Kickstarting the Green Industrial Revolution
In March of this year, the UK government published its Industrial Decarbonisation Strategy – the first of its kind to be issued by a major economy. With the UK also legislating for a national net-zero standard (by 2050) under the Climate Change Act 2008, a systematic and long-term roadmap is required to show how UK industry can decarbonise its operations and address the many abatement obstacles standing in the way. So how can world-famous ceramic goods from Stoke-on-Trent and steel from South Wales be made to the same quality standards, at an economically competitive price, with (net-) zero associated carbon emissions?
The strategy sets out a comprehensive approach for eliminating carbon emissions throughout the UK's industrial sectors, including: ceramics, cement, chemicals, food and drink, glass, paper and pulp, and oil refining (which account for one sixth of total UK carbon emissions). The ambition behind the plan is to showcase the ways in which the country can continue to have an evolving industrial sector which aligns with a net-zero trajectory, without pushing UK businesses or carbon emissions abroad (carbon leakage), while opening up new avenues for sustainable, economic growth.
The government will set out to work in cooperation with devolved administrations, trade associations and the wider industrial sector up and down the UK as the strategy starts to come to life throughout 2021/22. This will see the introduction of a package of new policy, technical and financial support mechanisms to kickstart the route to net-zero. The catalysts for driving forwards industrial decarbonisation include the need to improve energy efficiency across industry, accelerate innovative technologies and infrastructure, and create new standards and markets for low carbon industrial products. All of these will play an integral role in helping the strategy to achieve its major targets and milestones.
Decarbonisation Targets and Milestones
The Industrial Decarbonisation Strategy commits the UK to achieve and implement:
- Four major industrial regions linked up to necessary decarbonisation infrastructure by 2030, and the world's first net-zero cluster by 2040
- Around 3 MtCO2 of industry emissions captured by Carbon Capture, Usage and Storage (CCUS) by 2030 - the equivalent of planting 500 million trees
- 20 TWh of fossil fuel use replaced by low carbon alternatives, such as hydrogen, zero-carbon electricity and bioenergy by 2030
- Industry emissions down by two- thirds from 2018 levels by 2035
- Mandatory low carbon product standards (with incrementally more stringent requirements) to be in place by the 2030s
Improving Energy Efficiency Across Industry
Energy and resource efficiency have been identified as pivotal areas for reducing emissions across industrial clusters and dispersed sites. Improved measures could see reductions of up to 13 MtCO2e per year by 2050, while simultaneously driving down costs of decarbonisation by reducing the amount of energy used/energy that needs to be converted to greener sources. While various schemes such as the EU-ETS, CCAs and ESOS have been designed to encourage energy efficiency measures across industrial portfolios, much more still needs to be done to achieve widespread and tangible improvements in energy performance.

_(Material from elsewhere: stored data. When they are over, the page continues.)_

// Shared fakes for the integration tests

#![allow(dead_code)]

use anyhow::Result as AnyResult;
use async_trait::async_trait;
use stash_backup::process::{Env, ProcessRunner};
use stash_backup::providers::{BackupItem, ObjectStoreProvider, StorageProvider};
use stash_backup::remote::s3_etag;
use stash_backup::targets::{SnapshotApi, SnapshotHandle};
use stash_backup::{Error, Result};
use std::collections::HashMap;
use std::fs;
use std::path::{Path, PathBuf};
use std::sync::Mutex;

#[derive(Debug, Clone, Copy, PartialEq, Eq)]
pub enum Fault {
    None,
    /// Stored object reports an ETag that doesn't match its content
    WrongEtag,
    /// Only the first half of each upload is stored
    Truncate,
}

/// In-memory bucket that reports S3-style ETags, optionally misbehaving.
pub struct FakeS3 {
    inner: ObjectStoreProvider,
    etags: Mutex<HashMap<String, String>>,
    fault: Fault,
    scratch: tempfile::TempDir,
}

impl FakeS3 {
    pub fn new() -> Self {
        Self::with_fault(Fault::None)
    }

    pub fn with_fault(fault: Fault) -> Self {
        Self {
            inner: ObjectStoreProvider::memory("test-bucket"),
            etags: Mutex::new(HashMap::new()),
            fault,
            scratch: tempfile::TempDir::new().unwrap(),
        }
    }

    pub async fn keys(&self) -> Vec<String> {
        let mut keys: Vec<String> = self
            .list("")
            .await
            .unwrap()
            .into_iter()
            .map(|item| item.key)
            .collect();
        keys.sort();
        keys
    }

    /// Stores `content` under `key` without going through a backup.
    pub async fn put(&self, key: &str, content: &[u8]) {
        let path = self.scratch.path().join("put");
        fs::write(&path, content).unwrap();
        self.upload(key, &path).await.unwrap();
    }

    fn with_etag(&self, mut item: BackupItem) -> BackupItem {
        item.e_tag = self.etags.lock().unwrap().get(&item.key).cloned();
        item
    }
}

#[async_trait]
impl StorageProvider for FakeS3 {
    async fn upload(&self, key: &str, file_path: &Path) -> AnyResult<()> {
        let etag = s3_etag(file_path)?;
        let stored = match self.fault {
            Fault::Truncate => {
                let data = fs::read(file_path)?;
                let half = self.scratch.path().join("half");
                fs::write(&half, &data[..data.len() / 2])?;
                half
            }
            _ => file_path.to_path_buf(),
        };
        self.inner.upload(key, &stored).await?;

        let etag = match self.fault {
            Fault::WrongEtag => format!("{etag}0"),
            _ => etag,
        };
        self.etags.lock().unwrap().insert(key.to_string(), etag);
        Ok(())
    }

    async fn download(&self, key: &str, output_path: &Path) -> AnyResult<()> {
        self.inner.download(key, output_path).await
    }

    async fn list(&self, prefix: &str) -> AnyResult<Vec<BackupItem>> {
        Ok(self
            .inner
            .list(prefix)
            .await?
            .into_iter()
            .map(|item| self.with_etag(item))
            .collect())
    }

    async fn head(&self, key: &str) -> AnyResult<Option<BackupItem>> {
        Ok(self.inner.head(key).await?.map(|item| self.with_etag(item)))
    }

    async fn delete(&self, keys: &[String]) -> AnyResult<()> {
        self.inner.delete(keys).await
    }

    fn get_bucket(&self) -> &str {
        self.inner.get_bucket()
    }
}

/// Doesn't run anything. Dump commands (`... > path`) get a small gzip-ish
/// file written to their output path so uploads have something to send.
#[derive(Default)]
pub struct FakeRunner {
    pub scripts: Mutex<Vec<String>>,
    pub fail_on: Option<&'static str>,
}

impl FakeRunner {
    pub fn failing_on(needle: &'static str) -> Self {
        Self {
            fail_on: Some(needle),
            ..Self::default()
        }
    }

    pub fn scripts(&self) -> Vec<String> {
        self.scripts.lock().unwrap().clone()
    }
}

fn redirect_target(script: &str) -> Option<PathBuf> {
    let (_, target) = script.rsplit_once(" > ")?;
    Some(PathBuf::from(target.trim().trim_matches('\'')))
}

#[async_trait]
impl ProcessRunner for FakeRunner {
    async fn run(&self, script: &str, _env: &Env) -> Result<i32> {
        self.scripts.lock().unwrap().push(script.to_string());
        if let Some(needle) = self.fail_on {
            if script.contains(needle) {
                return Ok(1);
            }
        }
        if let Some(path) = redirect_target(script) {
            fs::write(&path, format!("dump for {script}"))?;
        }
        Ok(0)
    }

    fn has_tool(&self, _name: &str) -> bool {
        true
    }
}

/// Every snapshot becomes available immediately unless its instance is
/// listed as missing.
#[derive(Default)]
pub struct FakeSnapshots {
    pub missing: Vec<String>,
    pub created: Mutex<Vec<String>>,
}

#[async_trait]
impl SnapshotApi for FakeSnapshots {
    async fn create_snapshot(&self, instance: &str, snapshot_id: &str) -> Result<SnapshotHandle> {
        if self.missing.iter().any(|m| m == instance) {
            return Err(Error::NotFound(format!("RDS instance {instance:?}")));
        }
        self.created.lock().unwrap().push(snapshot_id.to_string());
        Ok(SnapshotHandle {
            id: snapshot_id.to_string(),
            status: Some("creating".to_string()),
        })
    }

    async fn snapshot_status(&self, _snapshot_id: &str) -> Result<String> {
        Ok("available".to_string())
    }
}

/// Writes `<project>-backup.yaml` into `dir`.
pub fn write_descriptor(dir: &Path, project: &str, yaml: &str) -> PathBuf {
    let path = dir.join(format!("{project}-backup.yaml"));
    fs::write(&path, yaml).unwrap();
    path
}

The government will aim to boost the uptake and embedding of internationally-recognised energy management systems throughout industrial companies, including ISO 50001, to encourage the widespread collection and utilisation of energy consumption data. In turn, this will pinpoint identifiable opportunities for reducing consumption through bespoke efficiency measures which can be directly supported through the government's existing and emerging decarbonisation policies/funding pots.
With 70% of UK industrial energy demands coming from heat (and steel and glass production wasting up to 50% of heat used), there will be a targeted focus on new heat recovery technologies. While the Industrial Heat Recovery Support (IHRS) programme and Industrial Energy Transformation Fund (IETF) have previously supported investments in new technologies, further research and testing will be carried out to advance the recycling of heat for thermal uses and converting waste heat to electricity.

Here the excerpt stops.